◆ Stored data ◆
________

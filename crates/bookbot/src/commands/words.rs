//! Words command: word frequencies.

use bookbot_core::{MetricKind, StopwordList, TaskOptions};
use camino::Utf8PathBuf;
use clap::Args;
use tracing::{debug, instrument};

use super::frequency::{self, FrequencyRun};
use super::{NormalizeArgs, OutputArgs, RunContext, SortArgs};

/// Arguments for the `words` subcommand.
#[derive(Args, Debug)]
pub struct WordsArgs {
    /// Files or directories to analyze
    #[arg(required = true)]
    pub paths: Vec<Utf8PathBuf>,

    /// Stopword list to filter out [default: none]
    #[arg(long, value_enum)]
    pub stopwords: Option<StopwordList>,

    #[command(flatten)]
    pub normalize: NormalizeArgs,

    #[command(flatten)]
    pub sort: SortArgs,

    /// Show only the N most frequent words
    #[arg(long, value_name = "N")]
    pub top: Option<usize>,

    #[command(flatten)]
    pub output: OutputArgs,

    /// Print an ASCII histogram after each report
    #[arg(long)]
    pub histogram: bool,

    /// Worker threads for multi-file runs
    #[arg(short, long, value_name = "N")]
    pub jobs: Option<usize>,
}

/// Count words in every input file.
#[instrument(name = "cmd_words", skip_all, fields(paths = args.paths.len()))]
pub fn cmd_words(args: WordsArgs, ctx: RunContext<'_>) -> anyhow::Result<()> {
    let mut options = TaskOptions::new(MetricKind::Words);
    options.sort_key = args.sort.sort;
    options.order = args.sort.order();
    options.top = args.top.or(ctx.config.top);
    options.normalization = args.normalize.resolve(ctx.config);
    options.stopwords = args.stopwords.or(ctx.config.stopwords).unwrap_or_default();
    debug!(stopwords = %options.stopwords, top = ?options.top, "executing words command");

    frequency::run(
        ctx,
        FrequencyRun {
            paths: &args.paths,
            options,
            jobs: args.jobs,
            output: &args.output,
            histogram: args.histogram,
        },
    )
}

________

◆ Problem description ◆
Copy every record precisely, omitting nothing.

◆ Solution to the exercise ◆
filename crates/bookbot/src/commands/words.rs
//! Words command: word frequencies.

use bookbot_core::{MetricKind, StopwordList, TaskOptions};
use camino::Utf8PathBuf;
use clap::Args;
use tracing::{debug, instrument};

use super::frequency::{self, FrequencyRun};
use super::{NormalizeArgs, OutputArgs, RunContext, SortArgs};

/// Arguments for the `words` subcommand.
#[derive(Args, Debug)]
pub struct WordsArgs {
    /// Files or directories to analyze
    #[arg(required = true)]
    pub paths: Vec<Utf8PathBuf>,

    /// Stopword list to filter out [default: none]
    #[arg(long, value_enum)]
    pub stopwords: Option<StopwordList>,

    #[command(flatten)]
    pub normalize: NormalizeArgs,

    #[command(flatten)]
    pub sort: SortArgs,

    /// Show only the N most frequent words
    #[arg(long, value_name = "N")]
    pub top: Option<usize>,

    #[command(flatten)]
    pub output: OutputArgs,

    /// Print an ASCII histogram after each report
    #[arg(long)]
    pub histogram: bool,

    /// Worker threads for multi-file runs
    #[arg(short, long, value_name = "N")]
    pub jobs: Option<usize>,
}

/// Count words in every input file.
#[instrument(name = "cmd_words", skip_all, fields(paths = args.paths.len()))]
pub fn cmd_words(args: WordsArgs, ctx: RunContext<'_>) -> anyhow::Result<()> {
    let mut options = TaskOptions::new(MetricKind::Words);
    options.sort_key = args.sort.sort;
    options.order = args.sort.order();
    options.top = args.top.or(ctx.config.top);
    options.normalization = args.normalize.resolve(ctx.config);
    options.stopwords = args.stopwords.or(ctx.config.stopwords).unwrap_or_default();
    debug!(stopwords = %options.stopwords, top = ?options.top, "executing words command");

    frequency::run(
        ctx,
        FrequencyRun {
            paths: &args.paths,
            options,
            jobs: args.jobs,
            output: &args.output,
            histogram: args.histogram,
        },
    )
}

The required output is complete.